------ PROVIDED DATA ------

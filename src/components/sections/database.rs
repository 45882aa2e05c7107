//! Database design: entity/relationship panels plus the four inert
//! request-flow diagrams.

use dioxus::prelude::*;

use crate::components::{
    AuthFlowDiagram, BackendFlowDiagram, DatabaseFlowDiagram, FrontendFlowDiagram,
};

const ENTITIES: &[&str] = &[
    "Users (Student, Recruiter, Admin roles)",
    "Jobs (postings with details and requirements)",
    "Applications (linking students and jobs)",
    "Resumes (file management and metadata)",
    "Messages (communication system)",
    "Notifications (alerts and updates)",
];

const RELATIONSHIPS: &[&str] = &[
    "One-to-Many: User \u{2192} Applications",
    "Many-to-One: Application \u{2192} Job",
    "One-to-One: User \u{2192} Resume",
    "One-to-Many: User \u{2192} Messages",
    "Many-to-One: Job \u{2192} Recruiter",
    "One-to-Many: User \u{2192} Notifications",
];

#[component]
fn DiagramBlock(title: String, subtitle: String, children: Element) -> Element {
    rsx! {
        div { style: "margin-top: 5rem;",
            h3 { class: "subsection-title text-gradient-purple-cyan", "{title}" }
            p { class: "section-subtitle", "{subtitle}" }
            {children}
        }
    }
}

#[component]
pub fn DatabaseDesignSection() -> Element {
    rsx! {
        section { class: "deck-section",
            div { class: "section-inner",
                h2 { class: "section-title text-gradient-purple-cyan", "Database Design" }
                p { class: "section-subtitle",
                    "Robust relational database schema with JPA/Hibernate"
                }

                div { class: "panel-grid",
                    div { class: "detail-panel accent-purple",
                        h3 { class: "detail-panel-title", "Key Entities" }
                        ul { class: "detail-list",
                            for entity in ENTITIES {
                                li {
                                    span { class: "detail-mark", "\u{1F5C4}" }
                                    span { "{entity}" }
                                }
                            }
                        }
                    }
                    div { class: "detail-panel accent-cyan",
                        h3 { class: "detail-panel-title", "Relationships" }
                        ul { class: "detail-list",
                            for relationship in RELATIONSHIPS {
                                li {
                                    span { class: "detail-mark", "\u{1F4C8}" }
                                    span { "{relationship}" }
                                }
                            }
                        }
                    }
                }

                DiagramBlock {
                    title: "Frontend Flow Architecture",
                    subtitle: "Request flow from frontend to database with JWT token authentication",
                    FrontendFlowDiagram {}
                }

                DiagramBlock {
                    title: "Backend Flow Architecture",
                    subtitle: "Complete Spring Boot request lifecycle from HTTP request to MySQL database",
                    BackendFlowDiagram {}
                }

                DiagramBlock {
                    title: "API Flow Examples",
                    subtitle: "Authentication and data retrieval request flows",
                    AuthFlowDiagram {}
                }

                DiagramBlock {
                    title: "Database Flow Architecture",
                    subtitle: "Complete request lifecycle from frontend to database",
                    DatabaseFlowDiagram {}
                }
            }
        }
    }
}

------
------ PROVIDED DATA ------

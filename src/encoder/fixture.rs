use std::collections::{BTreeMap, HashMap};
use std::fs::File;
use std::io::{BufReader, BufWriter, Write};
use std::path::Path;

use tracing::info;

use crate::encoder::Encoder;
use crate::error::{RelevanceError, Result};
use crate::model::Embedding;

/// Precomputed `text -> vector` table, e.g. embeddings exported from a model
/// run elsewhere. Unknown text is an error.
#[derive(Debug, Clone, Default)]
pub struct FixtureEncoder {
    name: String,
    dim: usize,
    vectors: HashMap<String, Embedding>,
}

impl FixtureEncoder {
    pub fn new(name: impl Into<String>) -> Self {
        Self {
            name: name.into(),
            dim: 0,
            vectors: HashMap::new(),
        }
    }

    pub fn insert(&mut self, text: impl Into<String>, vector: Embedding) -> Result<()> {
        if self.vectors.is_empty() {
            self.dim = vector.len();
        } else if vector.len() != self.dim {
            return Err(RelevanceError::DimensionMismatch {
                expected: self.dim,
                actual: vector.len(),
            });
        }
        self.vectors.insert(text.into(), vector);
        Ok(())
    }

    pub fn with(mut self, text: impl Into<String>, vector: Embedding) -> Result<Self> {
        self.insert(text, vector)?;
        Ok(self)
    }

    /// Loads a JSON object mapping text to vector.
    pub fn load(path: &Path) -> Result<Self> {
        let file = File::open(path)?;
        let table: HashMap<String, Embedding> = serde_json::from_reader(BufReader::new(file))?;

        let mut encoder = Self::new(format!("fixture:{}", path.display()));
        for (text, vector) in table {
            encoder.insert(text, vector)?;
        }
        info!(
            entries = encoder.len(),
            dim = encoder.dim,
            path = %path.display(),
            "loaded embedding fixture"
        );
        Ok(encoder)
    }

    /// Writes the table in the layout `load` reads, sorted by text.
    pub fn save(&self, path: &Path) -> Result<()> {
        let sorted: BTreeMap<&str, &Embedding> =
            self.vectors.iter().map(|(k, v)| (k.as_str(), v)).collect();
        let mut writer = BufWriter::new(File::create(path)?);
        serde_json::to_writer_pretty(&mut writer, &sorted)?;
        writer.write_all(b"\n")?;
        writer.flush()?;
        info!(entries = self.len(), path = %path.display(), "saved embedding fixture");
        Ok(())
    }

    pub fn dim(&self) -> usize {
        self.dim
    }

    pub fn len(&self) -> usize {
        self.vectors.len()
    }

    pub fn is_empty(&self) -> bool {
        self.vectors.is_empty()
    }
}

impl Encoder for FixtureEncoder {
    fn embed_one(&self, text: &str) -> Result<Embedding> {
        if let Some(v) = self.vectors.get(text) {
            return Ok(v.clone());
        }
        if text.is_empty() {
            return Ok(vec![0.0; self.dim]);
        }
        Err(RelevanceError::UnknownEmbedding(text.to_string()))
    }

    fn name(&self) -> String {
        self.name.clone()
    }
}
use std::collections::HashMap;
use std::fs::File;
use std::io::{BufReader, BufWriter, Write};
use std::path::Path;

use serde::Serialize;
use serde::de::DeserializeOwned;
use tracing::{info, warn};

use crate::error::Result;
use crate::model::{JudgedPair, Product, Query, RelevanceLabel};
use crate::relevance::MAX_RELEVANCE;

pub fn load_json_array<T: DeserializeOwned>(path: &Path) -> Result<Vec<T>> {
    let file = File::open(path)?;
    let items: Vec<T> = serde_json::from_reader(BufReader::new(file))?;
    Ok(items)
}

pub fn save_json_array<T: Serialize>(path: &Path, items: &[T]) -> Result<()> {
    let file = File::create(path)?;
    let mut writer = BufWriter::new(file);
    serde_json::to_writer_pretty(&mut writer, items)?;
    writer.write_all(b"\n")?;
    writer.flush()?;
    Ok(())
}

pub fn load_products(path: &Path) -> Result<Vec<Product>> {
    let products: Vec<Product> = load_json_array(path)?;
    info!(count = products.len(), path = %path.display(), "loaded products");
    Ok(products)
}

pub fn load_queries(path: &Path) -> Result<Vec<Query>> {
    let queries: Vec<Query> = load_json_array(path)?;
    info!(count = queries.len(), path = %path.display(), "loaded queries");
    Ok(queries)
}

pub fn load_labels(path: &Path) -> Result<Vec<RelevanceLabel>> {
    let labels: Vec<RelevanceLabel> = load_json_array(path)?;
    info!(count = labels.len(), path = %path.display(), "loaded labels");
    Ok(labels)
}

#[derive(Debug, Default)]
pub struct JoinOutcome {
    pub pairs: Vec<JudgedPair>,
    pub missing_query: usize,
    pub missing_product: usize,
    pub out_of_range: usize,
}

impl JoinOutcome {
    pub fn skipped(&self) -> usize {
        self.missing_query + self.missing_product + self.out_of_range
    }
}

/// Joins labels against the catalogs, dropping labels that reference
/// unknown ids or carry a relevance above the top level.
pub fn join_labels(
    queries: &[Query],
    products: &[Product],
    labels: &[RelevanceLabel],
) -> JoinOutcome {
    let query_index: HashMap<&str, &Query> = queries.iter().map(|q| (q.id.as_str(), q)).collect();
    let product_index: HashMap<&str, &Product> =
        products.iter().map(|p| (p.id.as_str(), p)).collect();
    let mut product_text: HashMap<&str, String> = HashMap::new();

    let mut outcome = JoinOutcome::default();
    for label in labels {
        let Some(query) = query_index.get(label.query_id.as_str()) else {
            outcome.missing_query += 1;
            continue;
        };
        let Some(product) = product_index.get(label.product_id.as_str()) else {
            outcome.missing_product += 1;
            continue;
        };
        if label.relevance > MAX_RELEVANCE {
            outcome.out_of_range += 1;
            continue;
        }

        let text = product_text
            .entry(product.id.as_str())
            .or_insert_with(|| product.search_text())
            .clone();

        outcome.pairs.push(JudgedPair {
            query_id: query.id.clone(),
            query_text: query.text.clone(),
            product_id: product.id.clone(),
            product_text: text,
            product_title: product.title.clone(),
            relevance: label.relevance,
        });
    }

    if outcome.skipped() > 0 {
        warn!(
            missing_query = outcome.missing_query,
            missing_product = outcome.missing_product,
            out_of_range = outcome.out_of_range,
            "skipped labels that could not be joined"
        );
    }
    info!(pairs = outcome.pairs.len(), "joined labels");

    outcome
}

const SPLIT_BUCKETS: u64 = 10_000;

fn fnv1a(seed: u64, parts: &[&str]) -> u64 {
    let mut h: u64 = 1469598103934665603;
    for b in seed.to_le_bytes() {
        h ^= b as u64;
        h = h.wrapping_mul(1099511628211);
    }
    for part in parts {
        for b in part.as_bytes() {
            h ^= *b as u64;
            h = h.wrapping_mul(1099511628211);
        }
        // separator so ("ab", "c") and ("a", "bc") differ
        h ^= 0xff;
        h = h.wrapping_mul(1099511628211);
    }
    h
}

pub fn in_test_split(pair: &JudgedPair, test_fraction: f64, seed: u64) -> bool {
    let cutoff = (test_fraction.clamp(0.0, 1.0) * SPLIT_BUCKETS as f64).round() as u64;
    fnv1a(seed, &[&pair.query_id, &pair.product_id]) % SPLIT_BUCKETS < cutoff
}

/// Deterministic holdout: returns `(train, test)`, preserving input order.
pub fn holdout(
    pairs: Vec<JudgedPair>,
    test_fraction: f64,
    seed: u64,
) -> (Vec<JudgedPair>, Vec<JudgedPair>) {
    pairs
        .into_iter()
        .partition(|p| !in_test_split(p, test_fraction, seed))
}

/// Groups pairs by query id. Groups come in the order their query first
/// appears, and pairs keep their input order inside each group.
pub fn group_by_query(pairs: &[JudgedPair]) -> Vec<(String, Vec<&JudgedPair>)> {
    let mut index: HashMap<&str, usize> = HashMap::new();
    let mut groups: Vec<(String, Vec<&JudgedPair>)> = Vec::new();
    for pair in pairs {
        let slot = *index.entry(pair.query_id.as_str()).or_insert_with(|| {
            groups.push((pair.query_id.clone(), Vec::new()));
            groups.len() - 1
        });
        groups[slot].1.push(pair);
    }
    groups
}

------

◆ PROBLEM DETAILS:
How many lines of the listing hold the string "vectors"? Give the number alone.

◆ ANSWER TO THIS TASK:
8